Plus de 70 % des fonds levés par IPO au troisième trimestre 2014 l’ont été sur les bourses de Londres, Milan et Euronext. Cette dernière place est toutefois restée le centre le plus actif du marché européen des IPO, avec 23 entreprises ayant levé 1,9 milliard d’euros. Va-t-on vers la même configuration au quatrième trimestre ?
La place de Londres devrait encore sortir dominante. On peut espérer qu’Euronext sera devant Milan ne serait ce que parce que la plateforme regroupe plusieurs zones géographiques.

Quid de la place de Paris ?
Nous pouvons espérer que la place de Paris saura attirer les sociétés de technologie et de biotechnologie.
Le secteur de la finance a dominé le troisième trimestre, avec 14 entreprises ayant levé 3,1 milliards d’euros, soit près de la moitié des produits totaux. Sur les dix principales opérations, quatre concernaient des entreprises financières.
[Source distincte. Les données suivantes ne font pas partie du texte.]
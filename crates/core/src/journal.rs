use std::fs::{self, OpenOptions};
use std::io::Write;
use std::path::{Path, PathBuf};
use std::time::{SystemTime, UNIX_EPOCH};

use serde::{Deserialize, Serialize};
use thiserror::Error;
use tracing::warn;

use crate::gateway::GatewayError;
use crate::session::SessionKey;
use crate::status::{DebugCommand, DebugLocation, DebugStatus};
use crate::subscriber::DebugSubscriber;

const JOURNAL_FILE: &str = "journal.ndjson";

#[derive(Debug, Clone, Copy, Serialize, Deserialize, PartialEq, Eq)]
#[serde(rename_all = "snake_case")]
pub enum JournalEvent {
    Transition,
    Failure,
    DecorationsCleared,
}

#[derive(Debug, Clone, Serialize, Deserialize, PartialEq, Eq)]
pub struct JournalRecord {
    pub timestamp_unix_ms: u128,
    pub session: SessionKey,
    pub event: JournalEvent,
    pub status: Option<DebugStatus>,
    pub line: Option<u32>,
    pub command: Option<DebugCommand>,
    pub error: Option<String>,
}

impl JournalRecord {
    fn new(session: &SessionKey, event: JournalEvent) -> Self {
        Self {
            timestamp_unix_ms: unix_timestamp_millis(),
            session: session.clone(),
            event,
            status: None,
            line: None,
            command: None,
            error: None,
        }
    }
}

#[must_use]
pub fn unix_timestamp_millis() -> u128 {
    SystemTime::now()
        .duration_since(UNIX_EPOCH)
        .unwrap_or_default()
        .as_millis()
}

#[derive(Debug, Error)]
pub enum JournalError {
    #[error("invalid journal path `{0}`")]
    InvalidPath(PathBuf),
    #[error("failed to create journal directory at {path}: {source}")]
    CreateDir {
        path: PathBuf,
        #[source]
        source: std::io::Error,
    },
    #[error("failed to serialize journal record: {source}")]
    Serialize {
        #[source]
        source: serde_json::Error,
    },
    #[error("failed to append journal record at {path}: {source}")]
    Write {
        path: PathBuf,
        #[source]
        source: std::io::Error,
    },
}

#[derive(Debug, Clone)]
pub struct FileDebugJournal {
    path: PathBuf,
}

impl FileDebugJournal {
    #[must_use]
    pub fn in_dir(dir: impl AsRef<Path>) -> Self {
        Self::from_path(dir.as_ref().join(JOURNAL_FILE))
    }

    #[must_use]
    pub fn from_path(path: impl Into<PathBuf>) -> Self {
        Self { path: path.into() }
    }

    #[must_use]
    pub fn path(&self) -> &Path {
        &self.path
    }

    pub fn append(&self, record: &JournalRecord) -> Result<(), JournalError> {
        let parent_dir = self
            .path
            .parent()
            .ok_or_else(|| JournalError::InvalidPath(self.path.clone()))?;
        fs::create_dir_all(parent_dir).map_err(|source| JournalError::CreateDir {
            path: parent_dir.to_path_buf(),
            source,
        })?;

        let rendered =
            serde_json::to_string(record).map_err(|source| JournalError::Serialize { source })?;
        let mut file = OpenOptions::new()
            .create(true)
            .append(true)
            .open(&self.path)
            .map_err(|source| JournalError::Write {
                path: self.path.clone(),
                source,
            })?;
        writeln!(file, "{rendered}").map_err(|source| JournalError::Write {
            path: self.path.clone(),
            source,
        })
    }

    fn record(&self, record: &JournalRecord) {
        if let Err(error) = self.append(record) {
            warn!(
                target: "pldbg",
                session = %record.session,
                error = %error,
                "journal_append_failed"
            );
        }
    }
}

impl DebugSubscriber for FileDebugJournal {
    fn on_transition(
        &self,
        key: &SessionKey,
        status: DebugStatus,
        location: Option<DebugLocation>,
    ) {
        let mut record = JournalRecord::new(key, JournalEvent::Transition);
        record.status = Some(status);
        record.line = location.map(|location| location.line);
        self.record(&record);
    }

    fn on_failure(&self, key: &SessionKey, command: DebugCommand, error: &GatewayError) {
        let mut record = JournalRecord::new(key, JournalEvent::Failure);
        record.command = Some(command);
        record.error = Some(error.to_string());
        self.record(&record);
    }

    fn on_decorations_cleared(&self, key: &SessionKey) {
        self.record(&JournalRecord::new(key, JournalEvent::DecorationsCleared));
    }
}
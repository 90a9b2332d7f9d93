pub mod buffer_surface;
pub mod pl_parser;
pub mod simulated_gateway;

pub use buffer_surface::{BufferSurface, SurfaceError};
pub use pl_parser::KeywordPlParser;
pub use simulated_gateway::{SimulatedGateway, SimulatedGatewayConfig};
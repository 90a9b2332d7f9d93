use std::io;
use std::path::PathBuf;
use std::sync::Arc;
use std::time::Duration;

use clap::Parser;
use pldbg_adapters::{BufferSurface, KeywordPlParser, SimulatedGateway, SimulatedGatewayConfig};
use pldbg_core::gateway::GatewayError;
use pldbg_core::{
    DebugCommand, DebugLocation, DebugSessionRegistry, DebugStatus, DebugSubscriber,
    SessionBindings, SessionKey,
};
use serde_json::json;
use tracing_subscriber::{fmt, EnvFilter};

#[derive(Debug, Parser)]
#[command(name = "pldbg-replay")]
#[command(about = "Replay a debug command script against the simulated engine")]
struct Args {
    /// PL source file to debug
    #[arg(long)]
    file: PathBuf,

    /// Breakpoint line, repeatable
    #[arg(long = "break", value_name = "LINE")]
    breakpoints: Vec<u32>,

    /// Comma separated commands, e.g. start,step-over,resume
    #[arg(long, value_delimiter = ',', required = true)]
    commands: Vec<DebugCommand>,

    /// Fail unless the session ends in this status
    #[arg(long, value_name = "STATUS")]
    expect_status: Option<String>,

    /// Pause on the first executable line instead of the first breakpoint
    #[arg(long)]
    stop_at_entry: bool,

    #[arg(long, default_value_t = 0)]
    latency_ms: u64,

    /// Print one JSON object per event
    #[arg(long)]
    json: bool,
}

struct ReplayPrinter {
    json: bool,
}

impl DebugSubscriber for ReplayPrinter {
    fn on_transition(
        &self,
        _key: &SessionKey,
        status: DebugStatus,
        location: Option<DebugLocation>,
    ) {
        println!("{}", render_transition(status, location, self.json));
    }

    fn on_failure(&self, _key: &SessionKey, command: DebugCommand, error: &GatewayError) {
        if self.json {
            println!(
                "{}",
                json!({
                    "event": "failure",
                    "command": command,
                    "code": error.code(),
                    "message": error.message(),
                })
            );
        } else {
            println!("failure command={command} code={} message={}", error.code(), error.message());
        }
    }

    fn on_decorations_cleared(&self, _key: &SessionKey) {
        if self.json {
            println!("{}", json!({ "event": "decorations_cleared" }));
        } else {
            println!("decorations cleared");
        }
    }
}

fn render_transition(
    status: DebugStatus,
    location: Option<DebugLocation>,
    as_json: bool,
) -> String {
    let line = location.map(|location| location.line);
    if as_json {
        return json!({ "event": "transition", "status": status, "line": line }).to_string();
    }
    match line {
        Some(line) => format!("transition status={status} line={line}"),
        None => format!("transition status={status}"),
    }
}

fn status_matches(status: DebugStatus, expected: &str) -> bool {
    status
        .as_str()
        .eq_ignore_ascii_case(&expected.trim().replace('-', "_"))
}

fn enforce_expectation(args: &Args, status: DebugStatus) -> io::Result<()> {
    match &args.expect_status {
        Some(expected) if !status_matches(status, expected) => Err(io::Error::other(format!(
            "expected final status {expected}, got {status}"
        ))),
        _ => Ok(()),
    }
}

#[tokio::main(flavor = "current_thread")]
async fn main() -> Result<(), Box<dyn std::error::Error>> {
    let args = Args::parse();
    fmt()
        .with_env_filter(
            EnvFilter::try_from_env("PLDBG_LOG").unwrap_or_else(|_| EnvFilter::new("pldbg=warn")),
        )
        .with_writer(io::stderr)
        .init();

    let surface = Arc::new(BufferSurface::from_file(&args.file)?);
    let gateway = Arc::new(SimulatedGateway::new(SimulatedGatewayConfig {
        latency: Duration::from_millis(args.latency_ms),
        stop_at_entry: args.stop_at_entry,
    }));

    let registry = DebugSessionRegistry::new();
    registry.subscribe(Arc::new(ReplayPrinter { json: args.json }));
    let session = registry.get_or_create("replay", || SessionBindings {
        surface,
        gateway,
        parser: Arc::new(KeywordPlParser::new()),
    });
    for line in &args.breakpoints {
        session.add_breakpoint(*line);
    }

    for command in &args.commands {
        if let Err(error) = session.execute(*command).await {
            if args.json {
                println!(
                    "{}",
                    json!({ "event": "error", "command": command, "message": error.to_string() })
                );
            } else {
                println!("error command={command} message={error}");
            }
        }
    }

    let status = session.status();
    println!("final.status={status}");
    enforce_expectation(&args, status)?;
    Ok(())
}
Serait-ce également le cas ces trois prochains mois ?
Le secteur devrait continuer à tirer son épingle du jeu pour des raisons réglementaires d’ordre prudentielle. Ceci étant il a surtout un poids en termes de volume et non de nombre d’opérations. Les sociétés industrielles ou les sociétés de biens de consommation devraient être plus nombreuses.

Est-il prématuré à ce stade de l’année d’envisager un sentiment pour 2015 ?

Les aléas macroéconomiques, politique et sanitaires étant tellement foisonnants, il est très compliqué de dire aujourd’hui ce qui pourrait se passer sur le front des introductions en bourse en Europe l’année prochaine. Je serais donc très prudent sur mes prévisions en 2015.